What Is DAI? The Decentralised Stablecoin Explained
DAI is a stablecoin that targets $1 like USDT and USDC — but it works very differently. Instead of being run by a single company holding dollars, DAI is created by users locking up crypto as collateral, governed by a decentralised protocol. This guide explains how that works in plain English, and where the risks lie.
The 20-second version
DAI is a stablecoin that aims to be worth $1, but it's backed by crypto collateral locked in smart contracts rather than dollars in a company's bank account. It's a cornerstone of DeFi — more decentralised than USDT or USDC, but with its own distinct risks.
What makes DAI different
Most stablecoins are fiat-backed: a company holds dollars and issues tokens against them. DAI is crypto-collateralised instead. It was created by the Maker protocol (now part of the Sky ecosystem) on Ethereum, and it isn't issued by a single firm holding cash.
DAI comes into existence when users lock up crypto — and some real-world assets — as collateral in smart contracts, then generate DAI against that collateral. The system is governed by holders of a separate governance token who vote on its settings.
How DAI stays near $1
Because crypto collateral is itself volatile, DAI is over-collateralised: you must lock up more value than the DAI you generate. If your collateral falls too far in value, the system can automatically sell it to keep DAI fully backed.
- Over-collateralisation — more collateral value backs each DAI than the DAI is worth, creating a buffer.
- Liquidations — if collateral drops below a required level, it's auctioned to cover the debt.
- Incentives and arbitrage — protocol settings and trader arbitrage push DAI back toward $1 when it drifts.
An honest nuance
Over time DAI has come to hold a meaningful amount of centralised stablecoins like USDC among its backing. So DAI is more decentralised than USDT or USDC — but it isn't purely independent of them. That's worth knowing rather than glossing over.
Risks to understand
DAI removes the single-company trust that USDT and USDC require, but it trades that for a different set of risks — covered fully in our stablecoin risks guide.
- Smart-contract risk — DAI depends on code; a bug or exploit could threaten the system.
- Collateral risk — sharp crashes in the backing crypto can stress liquidations.
- Indirect centralisation — exposure to USDC and other assets means DAI isn't fully insulated from their problems.

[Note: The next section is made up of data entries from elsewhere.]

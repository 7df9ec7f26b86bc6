use std::collections::HashMap;
use std::net::IpAddr;

use chrono::Duration;
use rand::rngs::StdRng;
use rand::SeedableRng;
use tracing::debug;

use crate::alarm::{AlarmEvent, DetectorId, DetectorKind};
use crate::detector::Detector;
use crate::error::IdsResult;
use crate::record::FlowRecord;
use crate::window::{duration_from_secs, Window};

use super::hash::{sketch_key, HashRow};
use super::row::SketchRow;
use super::{SketchConfig, SketchInput, SketchKey, MAX_SUSPECTS};

/// Hashed per-key counters with adaptive forecasts and a row-quorum alarm.
pub struct SketchDivergence {
    id: DetectorId,
    config: SketchConfig,
    period: Duration,
    rows: Vec<SketchRow>,
    /// Keys seen this window, for naming suspects.
    window_keys: HashMap<u64, IpAddr>,
}

impl SketchDivergence {
    pub fn new(config: SketchConfig) -> IdsResult<Self> {
        config.validate()?;
        let period = duration_from_secs("sketch.period_secs", config.period_secs)?;
        let mut rng = match config.seed {
            Some(seed) => StdRng::seed_from_u64(seed),
            None => StdRng::from_entropy(),
        };
        let params = config.smoothing();
        let rows = (0..config.nrows)
            .map(|_| SketchRow::new(HashRow::random(&mut rng, config.ncols), config.history, params))
            .collect();
        Ok(Self {
            id: DetectorId::new(config.id.clone()),
            config,
            period,
            rows,
            window_keys: HashMap::new(),
        })
    }

    pub fn rows(&self) -> &[SketchRow] {
        &self.rows
    }

    /// Count-min estimate for an address in the current window.
    pub fn estimate(&self, ip: IpAddr) -> f64 {
        let key = sketch_key(ip);
        self.rows
            .iter()
            .map(|r| r.estimate(key))
            .fold(f64::INFINITY, f64::min)
    }

    fn contribution(&self, record: &FlowRecord) -> Option<f64> {
        match self.config.input {
            SketchInput::SynPackets => record.is_syn().then_some(1.0),
            SketchInput::Packets => Some(1.0),
            SketchInput::Bytes => Some(record.size as f64),
        }
    }

    fn suspects(&self, alarming: &[usize]) -> Vec<String> {
        let mut ranked: Vec<(f64, IpAddr)> = self
            .window_keys
            .iter()
            .filter_map(|(&key, &ip)| {
                let excess = alarming
                    .iter()
                    .filter_map(|&r| self.rows[r].excess(key))
                    .fold(f64::INFINITY, f64::min);
                (excess.is_finite() && excess > 0.0).then_some((excess, ip))
            })
            .collect();
        ranked.sort_by(|a, b| b.0.total_cmp(&a.0));
        ranked
            .into_iter()
            .take(MAX_SUSPECTS)
            .map(|(_, ip)| ip.to_string())
            .collect()
    }
}

impl Detector for SketchDivergence {
    fn id(&self) -> &DetectorId {
        &self.id
    }

    fn kind(&self) -> DetectorKind {
        DetectorKind::SketchDivergence
    }

    fn period(&self) -> Duration {
        self.period
    }

    fn update(&mut self, record: &FlowRecord) {
        let Some(value) = self.contribution(record) else {
            return;
        };
        let ip = match self.config.key {
            SketchKey::Destination => record.dst,
            SketchKey::Source => record.src,
        };
        let key = sketch_key(ip);
        for row in &mut self.rows {
            row.update(key, value);
        }
        if self.window_keys.len() < self.config.max_tracked_keys {
            self.window_keys.entry(key).or_insert(ip);
        }
    }

    fn evaluate(&mut self, window: &Window) -> AlarmEvent {
        let mut score = 0.0_f64;
        let mut alarming = Vec::new();
        for (i, row) in self.rows.iter_mut().enumerate() {
            if let Some(verdict) = row.evaluate() {
                score = score.max(verdict.divergence);
                if verdict.alarm {
                    alarming.push(i);
                }
            }
        }

        let alarm = alarming.len() >= self.config.quorum;
        debug!(
            detector = %self.id,
            window = window.index,
            score,
            alarming_rows = alarming.len(),
            "sketch evaluated"
        );
        let event = AlarmEvent::new(window, &self.id, score, alarm);
        if alarm {
            let suspects = self.suspects(&alarming);
            event.with_suspects(suspects)
        } else {
            event
        }
    }

    fn roll_baseline(&mut self, _window: &Window) {
        for row in &mut self.rows {
            row.roll();
        }
        self.window_keys.clear();
    }
}
//! Per-flow baseline t-test.
//!
//! Each `(src, sport, dst, dport)` flow accumulates packet-size and
//! inter-packet-time moments for the current window. Once a flow has
//! `number_seen` packets in the window it is compared with its
//! historical record:
//!
//! ```text
//!   t_x   = (avg_x − hist_avg_x) / sqrt(var_x / n)
//!   score = sqrt(t_byte² + t_ipt²)          alarm when score > threshold
//! ```
//!
//! At window close the window's moments are merged into the historical
//! record with count weights.

pub mod baseline;
pub mod detector;
pub mod welford;

use serde::{Deserialize, Serialize};

use crate::error::{IdsError, IdsResult};
use crate::store::StoreConfig;

// ── Re-exports ──────────────────────────────────────────────────────

pub use baseline::{combine, flow_score, t_statistic, HistoricalRecord, WindowStats};
pub use detector::FlowTTest;
pub use welford::Welford;

/// Default window length in seconds.
pub const DEFAULT_PERIOD_SECS: f64 = 30.0;

/// Default alarm threshold on the combined score.
pub const DEFAULT_THRESHOLD: f64 = 0.5;

/// Default number of packets a flow needs in a window before scoring.
pub const DEFAULT_NUMBER_SEEN: u64 = 40;

/// Flows named per alarm.
pub const MAX_SUSPECTS: usize = 10;

/// Flow t-test detector configuration.
#[derive(Clone, Debug, PartialEq, Serialize, Deserialize)]
#[serde(default)]
pub struct FlowTTestConfig {
    pub id: String,
    pub period_secs: f64,
    pub threshold: f64,
    pub number_seen: u64,
    pub store: StoreConfig,
}

impl Default for FlowTTestConfig {
    fn default() -> Self {
        Self {
            id: "flow-ttest".into(),
            period_secs: DEFAULT_PERIOD_SECS,
            threshold: DEFAULT_THRESHOLD,
            number_seen: DEFAULT_NUMBER_SEEN,
            store: StoreConfig::default(),
        }
    }
}

impl FlowTTestConfig {
    pub fn validate(&self) -> IdsResult<()> {
        crate::window::duration_from_secs("flow_ttest.period_secs", self.period_secs)?;
        if !self.threshold.is_finite() || self.threshold < 0.0 {
            return Err(IdsError::invalid("flow_ttest.threshold", "must be finite and >= 0"));
        }
        if self.number_seen < 2 {
            return Err(IdsError::invalid(
                "flow_ttest.number_seen",
                "must be at least 2 for a variance",
            ));
        }
        self.store.validate("flow_ttest.store")
    }
}
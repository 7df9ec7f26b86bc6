//! Sketch-divergence detection.
//!
//! ```text
//!   record ─► key (dst/src address) ─┬─► row 0: h0(k) ─► cell counter += v
//!                                    ├─► row 1: h1(k) ─► cell counter += v
//!                                    └─► ...
//!
//!   window close, per row:
//!     p = counters / Σ counters        q = LMS forecasts / Σ forecasts
//!     D = Σ (p−q)²/q ─► smoother (EWMA mean/std, debounce) ─► row alarm
//!
//!   detector alarm = at least `quorum` rows alarm
//! ```
//!
//! Collisions only ever add to a cell, so per-key estimates never fall
//! below the true count.

pub mod cell;
pub mod detector;
pub mod hash;
pub mod row;

use serde::{Deserialize, Serialize};

use crate::error::{IdsError, IdsResult};
use crate::store::DEFAULT_MAX_TRACKED_KEYS;

// ── Re-exports ──────────────────────────────────────────────────────

pub use cell::Cell;
pub use detector::SketchDivergence;
pub use hash::{sketch_key, HashRow, MERSENNE_61};
pub use row::{divergence, normalize, DivergenceSmoother, RowVerdict, SketchRow, SmoothingParams};

/// Default window length in seconds.
pub const DEFAULT_PERIOD_SECS: f64 = 15.0;

/// Default number of independent hash rows.
pub const DEFAULT_NROWS: usize = 4;

/// Default number of cells per row.
pub const DEFAULT_NCOLS: usize = 64;

/// Default LMS history length.
pub const DEFAULT_HISTORY: usize = 5;

/// Default width of the normal band in standard deviations.
pub const DEFAULT_COEF_BOUND: f64 = 3.0;

/// Default weight of the previous smoothed value.
pub const DEFAULT_COEF_FORE: f64 = 0.7;

/// Default number of consecutive exceedances before a row alarms.
pub const DEFAULT_CONSECUTIVE: u32 = 3;

/// Default spread floor, as a multiple of the smoothed mean.
pub const DEFAULT_SPREAD_FLOOR: f64 = 2.0;

/// Default exceedance streak after which a row accepts the new level.
pub const DEFAULT_MAX_FREEZE: u32 = 6;

/// Default number of row evaluations before alarms are allowed.
pub const DEFAULT_WARMUP: u32 = 10;

/// Default number of alarming rows needed for a detector alarm.
pub const DEFAULT_QUORUM: usize = 1;

/// Suspect keys reported per alarm.
pub const MAX_SUSPECTS: usize = 10;

/// Which address of a record keys the sketch.
#[derive(Clone, Copy, Debug, Default, PartialEq, Eq, Serialize, Deserialize)]
#[serde(rename_all = "lowercase")]
pub enum SketchKey {
    #[default]
    Destination,
    Source,
}

/// What a record contributes to its key's counter.
#[derive(Clone, Copy, Debug, Default, PartialEq, Eq, Serialize, Deserialize)]
#[serde(rename_all = "kebab-case")]
pub enum SketchInput {
    /// 1 per bare SYN, other records ignored.
    #[default]
    SynPackets,
    /// 1 per record.
    Packets,
    /// Record size in bytes.
    Bytes,
}

/// Sketch-divergence detector configuration.
#[derive(Clone, Debug, PartialEq, Serialize, Deserialize)]
#[serde(default)]
pub struct SketchConfig {
    pub id: String,
    pub period_secs: f64,
    pub nrows: usize,
    pub ncols: usize,
    /// Trailing history length `n` of each cell's forecaster.
    pub history: usize,
    pub coef_bound: f64,
    pub coef_fore: f64,
    pub consecutive: u32,
    pub spread_floor: f64,
    /// 0 disables re-baselining.
    pub max_freeze: u32,
    pub warmup: u32,
    pub quorum: usize,
    pub key: SketchKey,
    pub input: SketchInput,
    /// Seed for the hash-row parameters.
    pub seed: Option<u64>,
    /// Distinct keys remembered per window for suspect reporting.
    pub max_tracked_keys: usize,
}

impl Default for SketchConfig {
    fn default() -> Self {
        Self {
            id: "sketch".into(),
            period_secs: DEFAULT_PERIOD_SECS,
            nrows: DEFAULT_NROWS,
            ncols: DEFAULT_NCOLS,
            history: DEFAULT_HISTORY,
            coef_bound: DEFAULT_COEF_BOUND,
            coef_fore: DEFAULT_COEF_FORE,
            consecutive: DEFAULT_CONSECUTIVE,
            spread_floor: DEFAULT_SPREAD_FLOOR,
            max_freeze: DEFAULT_MAX_FREEZE,
            warmup: DEFAULT_WARMUP,
            quorum: DEFAULT_QUORUM,
            key: SketchKey::default(),
            input: SketchInput::default(),
            seed: None,
            max_tracked_keys: DEFAULT_MAX_TRACKED_KEYS,
        }
    }
}

impl SketchConfig {
    pub fn validate(&self) -> IdsResult<()> {
        crate::window::duration_from_secs("sketch.period_secs", self.period_secs)?;
        if self.nrows == 0 {
            return Err(IdsError::invalid("sketch.nrows", "must be at least 1"));
        }
        if self.ncols == 0 {
            return Err(IdsError::invalid("sketch.ncols", "must be at least 1"));
        }
        if self.history == 0 {
            return Err(IdsError::invalid("sketch.history", "must be at least 1"));
        }
        if !self.coef_bound.is_finite() || self.coef_bound < 0.0 {
            return Err(IdsError::invalid("sketch.coef_bound", "must be finite and >= 0"));
        }
        if !(0.0..1.0).contains(&self.coef_fore) {
            return Err(IdsError::invalid("sketch.coef_fore", "must be in [0, 1)"));
        }
        if self.consecutive == 0 {
            return Err(IdsError::invalid("sketch.consecutive", "must be at least 1"));
        }
        if !self.spread_floor.is_finite() || self.spread_floor < 0.0 {
            return Err(IdsError::invalid("sketch.spread_floor", "must be finite and >= 0"));
        }
        if self.max_freeze != 0 && self.max_freeze < self.consecutive {
            // a row would re-baseline before its streak could alarm
            return Err(IdsError::invalid(
                "sketch.max_freeze",
                format!("must be 0 or at least consecutive ({})", self.consecutive),
            ));
        }
        if self.quorum == 0 || self.quorum > self.nrows {
            return Err(IdsError::invalid(
                "sketch.quorum",
                format!("must be in 1..={}", self.nrows),
            ));
        }
        Ok(())
    }

    pub(crate) fn smoothing(&self) -> SmoothingParams {
        SmoothingParams {
            coef_bound: self.coef_bound,
            coef_fore: self.coef_fore,
            consecutive: self.consecutive,
            spread_floor: self.spread_floor,
            max_freeze: self.max_freeze,
            warmup: self.warmup,
        }
    }
}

- Governance risk — decisions are made by token-holder votes, which can change how DAI works.
Education, not advice
This explains how DAI works; it's not a recommendation to use or hold it. Stablecoins can lose their peg and carry no government guarantee. Only risk what you can afford to lose, and never borrow to buy crypto.
Key takeaways
- DAI is a decentralised stablecoin backed by crypto collateral, not dollars in a bank.
- It stays near $1 through over-collateralisation and automatic liquidations.
- It's more decentralised than USDT or USDC, but holds some of them among its backing.
- Its main risks are smart-contract bugs, collateral crashes and governance changes.
Frequently asked questions
Who controls DAI?
No single company. DAI is governed by a decentralised protocol where governance-token holders vote on key settings, and it's created by users locking up collateral.
Is DAI safer than USDT or USDC?
It's different, not simply safer. It avoids single-issuer risk but adds smart-contract and collateral risk, and has indirect exposure to centralised stablecoins. This isn't advice to pick any of them.
Why is DAI called over-collateralised?
Because more value is locked up as collateral than the DAI generated against it, creating a safety buffer against the volatility of the backing crypto.